Le carcinome neuroendocrinien à petites cellules (SCNEC) est un type rare et agressif de cancer du col de l'utérus. Il se développe à partir de cellules cancéreuses de petite taille présentant des caractéristiques différenciation neuroendocrinienne, ce qui signifie qu'elles se comportent comme des cellules productrices d'hormones que l'on trouve généralement dans le corps. Parce que c'est un haut grade cancer, SCNEC a tendance à se développer rapidement et à se propager tôt.

Cette tumeur peut survenir n'importe où dans l'appareil reproducteur féminin, mais elle est plus fréquemment localisée au niveau du col de l'utérus. Lorsqu'elle se développe au niveau du col de l'utérus, elle est fortement associée à une infection par des types de virus à haut risque. papillomavirus humain (HPV), en particulier le VPH 16 et le VPH 18.

Quels sont les symptômes du carcinome neuroendocrinien à petites cellules ?

Les symptômes du SCNEC du col de l'utérus sont similaires à ceux des autres cancers du col de l'utérus. Ils dépendent de la taille de la tumeur et de sa propagation éventuelle au-delà du col de l'utérus.

Les symptômes courants comprennent:

  • Saignements vaginaux anormaux, pouvant survenir après un rapport sexuel, entre les règles ou après la ménopause.

  • Écoulement vaginal aqueux ou sanglant.

  • Douleur ou inconfort pelvien.

  • Douleur pendant ou après les rapports sexuels.

Étant donné que cette tumeur est agressive, certaines personnes peuvent déjà présenter des signes de propagation, tels que des douleurs dues à l’atteinte des organes voisins ou des symptômes liés à des métastases à distance.

Qui est atteint de ce cancer ?

Les SCNEC du col de l'utérus sont très rares. Elles représentent moins de 1 % de tous les cancers du col de l'utérus. L'âge moyen au moment du diagnostic est d'environ 48 ans, mais elles peuvent survenir aussi bien chez les patientes jeunes que âgées. Les SCNEC sur d'autres sites du tractus gynécologique, comme l'endomètre ou l'ovaire, sont encore moins fréquentes et se manifestent généralement plus tard dans la vie.

Quelles sont les causes du carcinome neuroendocrinien à petites cellules du col de l’utérus ?

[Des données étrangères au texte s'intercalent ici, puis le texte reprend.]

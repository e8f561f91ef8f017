//! Per-scanline sprite evaluation and sprite pixel lookup.

use crate::mappers::Mapper;

const ATTR_PALETTE: u8 = 0x03;
const ATTR_BEHIND_BG: u8 = 0x20;
const ATTR_FLIP_H: u8 = 0x40;
const ATTR_FLIP_V: u8 = 0x80;

pub const MAX_SPRITES_PER_LINE: usize = 8;

/// Secondary OAM plus the original OAM index of each slot.
#[derive(Debug, Clone)]
pub struct SpriteLine {
    pub secondary: [u8; 32],
    pub indices: [u8; MAX_SPRITES_PER_LINE],
    pub count: usize,
    /// Scanline this buffer was evaluated for.
    pub scanline: i16,
}

/// An opaque sprite pixel.
#[derive(Debug, Clone, Copy, PartialEq, Eq)]
pub struct SpritePixel {
    /// 1..=3
    pub color: u8,
    pub palette: u8,
    pub behind_bg: bool,
    pub oam_index: u8,
}

impl SpriteLine {
    pub fn new() -> Self {
        Self {
            secondary: [0xFF; 32],
            indices: [0xFF; MAX_SPRITES_PER_LINE],
            count: 0,
            scanline: -1,
        }
    }

    pub fn clear(&mut self) {
        *self = Self::new();
    }

    /// Copy the first eight sprites in range of `scanline` out of `oam`.
    /// Returns true when a ninth in-range sprite exists (overflow).
    pub fn evaluate(&mut self, oam: &[u8; 256], scanline: i16, height: i16) -> bool {
        self.clear();
        self.scanline = scanline;
        for (index, sprite) in oam.chunks_exact(4).enumerate() {
            let top = sprite[0] as i16 + 1;
            if scanline < top || scanline >= top + height {
                continue;
            }
            if self.count == MAX_SPRITES_PER_LINE {
                return true;
            }
            let slot = self.count * 4;
            self.secondary[slot..slot + 4].copy_from_slice(sprite);
            self.indices[self.count] = index as u8;
            self.count += 1;
        }
        false
    }

    /// Highest-priority opaque sprite pixel at screen column `x`.
    ///
    /// `pattern_base` is the 8x8 sprite table from PPUCTRL; 8x16 sprites pick
    /// their table from bit 0 of the tile number instead.
    pub fn pixel_at(
        &self,
        x: u16,
        height: i16,
        pattern_base: u16,
        mapper: &dyn Mapper,
    ) -> Option<SpritePixel> {
        for slot in 0..self.count {
            let entry = &self.secondary[slot * 4..slot * 4 + 4];
            let (y, tile, attr, left) = (entry[0], entry[1], entry[2], entry[3] as u16);
            if x < left || x >= left + 8 {
                continue;
            }

            let mut col = (x - left) as u8;
            let mut row = (self.scanline - (y as i16 + 1)) as u16;
            if attr & ATTR_FLIP_H != 0 {
                col = 7 - col;
            }
            if attr & ATTR_FLIP_V != 0 {
                row = height as u16 - 1 - row;
            }

            let addr = if height == 16 {
                let table = (tile as u16 & 0x01) * 0x1000;
                let mut index = tile as u16 & 0xFE;
                if row >= 8 {
                    index += 1;
                    row -= 8;
                }
                table + index * 16 + row
            } else {
                pattern_base + tile as u16 * 16 + row
            };

            let lo = mapper.chr_read(addr);
            let hi = mapper.chr_read(addr + 8);
            let bit = 7 - col;
            let color = ((lo >> bit) & 1) | (((hi >> bit) & 1) << 1);
            if color != 0 {
                return Some(SpritePixel {
                    color,
                    palette: attr & ATTR_PALETTE,
                    behind_bg: attr & ATTR_BEHIND_BG != 0,
                    oam_index: self.indices[slot],
                });
            }
        }
        None
    }
}
//! Standard pad on $4016/$4017.

pub const BUTTON_A: u8 = 0x01;
pub const BUTTON_B: u8 = 0x02;
pub const BUTTON_SELECT: u8 = 0x04;
pub const BUTTON_START: u8 = 0x08;
pub const BUTTON_UP: u8 = 0x10;
pub const BUTTON_DOWN: u8 = 0x20;
pub const BUTTON_LEFT: u8 = 0x40;
pub const BUTTON_RIGHT: u8 = 0x80;

/// 4021 shift register behind one controller port.
#[derive(Debug, Clone, Default)]
pub struct Controller {
    buttons: u8,
    shift: u8,
    strobe: bool,
}

impl Controller {
    pub fn new() -> Self {
        Self::default()
    }

    /// Current pressed-button mask (bit 0 = A .. bit 7 = Right).
    pub fn set_buttons(&mut self, buttons: u8) {
        self.buttons = buttons;
        if self.strobe {
            self.shift = buttons;
        }
    }

    /// Bit 0 of a $4016 write. While high the register keeps reloading.
    pub fn write_strobe(&mut self, high: bool) {
        self.strobe = high;
        if high {
            self.shift = self.buttons;
        }
    }

    /// Serial read: next button bit. Once all eight are out, reads return 1.
    pub fn read(&mut self) -> u8 {
        if self.strobe {
            return self.buttons & 1;
        }
        let bit = self.shift & 1;
        self.shift = (self.shift >> 1) | 0x80;
        bit
    }

    /// The bit the next `read` would return.
    pub fn peek(&self) -> u8 {
        if self.strobe {
            self.buttons & 1
        } else {
            self.shift & 1
        }
    }
}
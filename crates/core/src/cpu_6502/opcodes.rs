//! Opcode descriptor table for the 6502.
//!
//! Every opcode maps to an optional [`Instruction`] giving its mnemonic,
//! addressing mode, encoded length and base cycle cost. Opcodes with no entry
//! (the JAM/KIL group and the unstable SHx/TAS/LAS/XAA family) execute as
//! 2-cycle single-byte no-ops.

use AddressingMode::*;
use Mnemonic::*;
use Penalty::*;

#[derive(Debug, Clone, Copy, PartialEq, Eq, Hash)]
pub enum AddressingMode {
    Implied,
    Accumulator,
    Immediate,
    ZeroPage,
    ZeroPageX,
    ZeroPageY,
    Relative,
    Absolute,
    AbsoluteX,
    AbsoluteY,
    Indirect,
    /// `(zp,X)`
    IndexedIndirect,
    /// `(zp),Y`
    IndirectIndexed,
}

impl AddressingMode {
    /// Encoded instruction length including the opcode byte.
    pub const fn len(self) -> u8 {
        match self {
            Implied | Accumulator => 1,
            Immediate | ZeroPage | ZeroPageX | ZeroPageY | Relative | IndexedIndirect
            | IndirectIndexed => 2,
            Absolute | AbsoluteX | AbsoluteY | Indirect => 3,
        }
    }
}

/// Extra cycle rule for indexed addressing.
#[derive(Debug, Clone, Copy, PartialEq, Eq)]
pub enum Penalty {
    Fixed,
    /// +1 when the index carries into the high byte (indexed reads).
    PageCross,
    /// +1 unconditionally (indexed stores).
    Always,
}

#[derive(Debug, Clone, Copy, PartialEq, Eq, Hash)]
pub enum Mnemonic {
    // Official
    Adc, And, Asl, Bcc, Bcs, Beq, Bit, Bmi, Bne, Bpl, Brk, Bvc, Bvs, Clc,
    Cld, Cli, Clv, Cmp, Cpx, Cpy, Dec, Dex, Dey, Eor, Inc, Inx, Iny, Jmp,
    Jsr, Lda, Ldx, Ldy, Lsr, Nop, Ora, Pha, Php, Pla, Plp, Rol, Ror, Rti,
    Rts, Sbc, Sec, Sed, Sei, Sta, Stx, Sty, Tax, Tay, Tsx, Txa, Txs, Tya,
    // Common unofficial
    Lax, Sax, Dcp, Isb, Slo, Rla, Sre, Rra, Anc, Alr, Arr, Axs,
}
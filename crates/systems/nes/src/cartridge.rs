//! iNES image parsing.

use std::path::Path;

use fami_core::logging::{log, LogCategory, LogLevel};
use serde::Serialize;
use thiserror::Error;

const HEADER_LEN: usize = 16;
const TRAINER_LEN: usize = 512;
const PRG_BANK: usize = 16 * 1024;
const CHR_BANK: usize = 8 * 1024;

#[derive(Debug, Clone, Copy, PartialEq, Eq, Serialize)]
pub enum Mirroring {
    Horizontal,
    Vertical,
    FourScreen,
}

#[derive(Debug, Error)]
pub enum CartridgeError {
    #[error("failed to read ROM: {0}")]
    Io(#[from] std::io::Error),
    #[error("not an iNES image (bad magic)")]
    BadMagic,
    #[error("ROM truncated: expected {expected} bytes, found {actual}")]
    Truncated { expected: usize, actual: usize },
    #[error("mapper {0} is not supported (only NROM/mapper 0)")]
    UnsupportedMapper(u8),
    #[error("ROM has no PRG data")]
    EmptyPrg,
}

#[derive(Debug, Clone)]
pub struct Cartridge {
    pub prg_rom: Vec<u8>,
    /// CHR ROM, or 8 KiB of zeroed CHR RAM when the header declares none.
    pub chr: Vec<u8>,
    pub chr_is_ram: bool,
    pub mapper: u8,
    pub mirroring: Mirroring,
    pub battery: bool,
}

impl Cartridge {
    pub fn from_file<P: AsRef<Path>>(path: P) -> Result<Self, CartridgeError> {
        let bytes = std::fs::read(path)?;
        Self::from_bytes(&bytes)
    }

    pub fn from_bytes(bytes: &[u8]) -> Result<Self, CartridgeError> {
        if bytes.len() < HEADER_LEN || &bytes[0..4] != b"NES\x1A" {
            return Err(CartridgeError::BadMagic);
        }
        let flags6 = bytes[6];
        let flags7 = bytes[7];
        let prg_size = bytes[4] as usize * PRG_BANK;
        let chr_size = bytes[5] as usize * CHR_BANK;
        let mapper = (flags6 >> 4) | (flags7 & 0xF0);

        if prg_size == 0 {
            return Err(CartridgeError::EmptyPrg);
        }

        let mirroring = if flags6 & 0x08 != 0 {
            Mirroring::FourScreen
        } else if flags6 & 0x01 != 0 {
            Mirroring::Vertical
        } else {
            Mirroring::Horizontal
        };

        let mut offset = HEADER_LEN;
        if flags6 & 0x04 != 0 {
            offset += TRAINER_LEN;
        }
        let expected = offset + prg_size + chr_size;
        if bytes.len() < expected {
            return Err(CartridgeError::Truncated {
                expected,
                actual: bytes.len(),
            });
        }

        let prg_rom = bytes[offset..offset + prg_size].to_vec();
        offset += prg_size;
        let (chr, chr_is_ram) = if chr_size == 0 {
            (vec![0; CHR_BANK], true)
        } else {
            (bytes[offset..offset + chr_size].to_vec(), false)
        };

        let cart = Self {
            prg_rom,
            chr,
            chr_is_ram,
            mapper,
            mirroring,
            battery: flags6 & 0x02 != 0,
        };
        log(LogCategory::Cartridge, LogLevel::Info, || {
            format!(
                "mapper {}, PRG {} KiB, CHR {} KiB{}, {:?} mirroring",
                cart.mapper,
                cart.prg_rom.len() / 1024,
                cart.chr.len() / 1024,
                if cart.chr_is_ram { " (RAM)" } else { "" },
                cart.mirroring
            )
        });
        Ok(cart)
    }
}

#[cfg(test)]
pub(crate) fn ines_image(prg_banks: u8, chr_banks: u8, flags6: u8, flags7: u8) -> Vec<u8> {
    let mut rom = vec![b'N', b'E', b'S', 0x1A, prg_banks, chr_banks, flags6, flags7];
    rom.resize(HEADER_LEN, 0);
    if flags6 & 0x04 != 0 {
        rom.extend(std::iter::repeat(0xEE).take(TRAINER_LEN));
    }
    rom.extend(std::iter::repeat(0xA0).take(prg_banks as usize * PRG_BANK));
    rom.extend(std::iter::repeat(0xC0).take(chr_banks as usize * CHR_BANK));
    rom
}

La plupart des cas sont causés par une infection par VPH à haut risque, en particulier les types 16 et 18. Le VPH infecte les cellules du col de l'utérus et, avec le temps, peut modifier le matériel génétique de ces cellules. Ces modifications perturbent la croissance cellulaire normale et peuvent entraîner un cancer.

Des études moléculaires sur les cellules souches embryonnaires à cellules souches embryonnaires du col de l'utérus ont montré des altérations de plusieurs voies cancéreuses, notamment MAPK, PI3K/AKT/mTOR et p53. Certaines tumeurs présentent une perte de matériel génétique du bras court du chromosome 3. Ces modifications pourraient contribuer à l'agressivité de cette tumeur.

Comment le diagnostic est-il posé?

Le diagnostic est posé en prélevant un échantillon de tissu du col de l’utérus et en pathologiste L'examen au microscope peut être réalisé. Une biopsie, une coniographie ou un prélèvement de tissu lors d'une intervention chirurgicale peuvent être utilisés.

À quoi ressemble le carcinome neuroendocrinien à petites cellules au microscope ?

Au microscope, les SCNEC sont composées de cellules de petite taille avec très peu cytoplasme (le corps de la cellule). Le noyaux des cellules sont sombres (hyperchromatique) et peuvent se presser les uns contre les autres, une caractéristique appelée moulage nucléaire. Les pathologistes observent souvent des figures mitotiques (cellules tumorales en division), de nombreuses cellules mourantes et de vastes zones de nécrose (tissu tumoral mort). Les cellules tumorales peuvent être disposées en nappes, nids, travées (cordons) ou en rosettes.

Étant donné que les SCNEC peuvent ressembler à d’autres tumeurs, les pathologistes utilisent souvent des tests spéciaux pour confirmer le diagnostic.

Quels autres tests sont utilisés pour confirmer le diagnostic ?

Les pathologistes utilisent généralement une technique appelée immunohistochimie (IHC)Ce test utilise des anticorps pour mettre en évidence les protéines à l’intérieur des cellules tumorales.

  • Synaptophysine et chromogranine sont les marqueurs les plus spécifiques pour différenciation neuroendocrinienne.

  • Le CD56 peut également être positif mais il est moins spécifique.

  • Cytokératines sont généralement positifs, ce qui montre que la tumeur est épithélium à l'origine (provenant des cellules de revêtement).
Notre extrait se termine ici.